От станции вправо шла проселочная дорога. Ленни знал, что на этой дороге, милях в двух отсюда, лежит его родная деревня, сейчас заслоненная пригорком. Налево виднелась кучка домов — окраина поселка. Дальше налево по склонам были разбросаны отдельные фермы.
Как здесь просторно. Как легко дышится. Какой чистый воздух. Во все стороны, сколько можно окинуть глазом, — пологие склоны, волнистая широкая равнина. И какое синее небо, какое яркое утреннее солнце, какой прохладный, освежающий ветер. Да, здесь есть место, где жить, есть воздух, чем дышать.
Напротив станции через дорогу стоял киоск. Небольшая закусочная. Двое загорелых дюжих мужчин сидели возле ларька и пили кофе. Им подавала полногрудая белая девушка. Поодаль стоял грузовик. И она и мужчины — все смотрели на Ленни.

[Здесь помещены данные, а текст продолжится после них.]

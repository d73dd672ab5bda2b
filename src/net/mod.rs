//! Networking modules for the account REST API.
//!
//! SYSTEM CONTEXT
//! ==============
//! `api` performs the calls, `error` normalizes failures, and `types` defines
//! the wire schema shared with the backend.

pub mod api;
pub mod error;
pub mod types;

Ленни опустил чемоданы на землю и с минуту помедлил, глядя в нерешительности на сыпучий песок дороги. Идти далеко, чемоданы тяжелые. Хорошо бы выпить кофе. Да, но это не Кейптаун. В Кейптауне он подошел бы к ларьку и спросил чашку кофе. Но здесь этого нельзя. Он видел, что все трое белых смотрят на него, но притворялся, что не замечает.
— Посмотрите-ка, — сказал один из мужчин, сидевших возле киоска. — Видишь? Что это такое, как по-твоему?
Другой пожевал губами, как бы размышляя, и сказал тоном сомнения:
— Да уж и не знаю, как тебе сказать. Вроде обезьяна вырядилась в хороший костюм, получше того, что я сам ношу по воскресеньям, да и разгуливает по дороге. Но ведь сегодня не воскресенье, так что уж и не знаю…
— А может, она каждый день носит такой костюм? Только нет, ты ошибаешься. Это не обезьяна. Морда у него малость посветлей. Это бушмен из города.
Другой протер глаза и с удвоенным усердием принялся разглядывать Ленни.
Девушка хихикнула, потом громко расхохоталась.
— Бушме-ен? — протянул тот, что говорил про обезьяну.
— Ну да. Они ведь в городах говорят по-английски, а себя называют — евроафриканцы.
— Евроафриканцы?.. Ишь, слово-то какое хитрое. А что оно значит?
Первый ухмыльнулся.
— Да ты же знаешь. Это значит — цветной, ну, полукровка, выродок. — Он с отвращением сплюнул.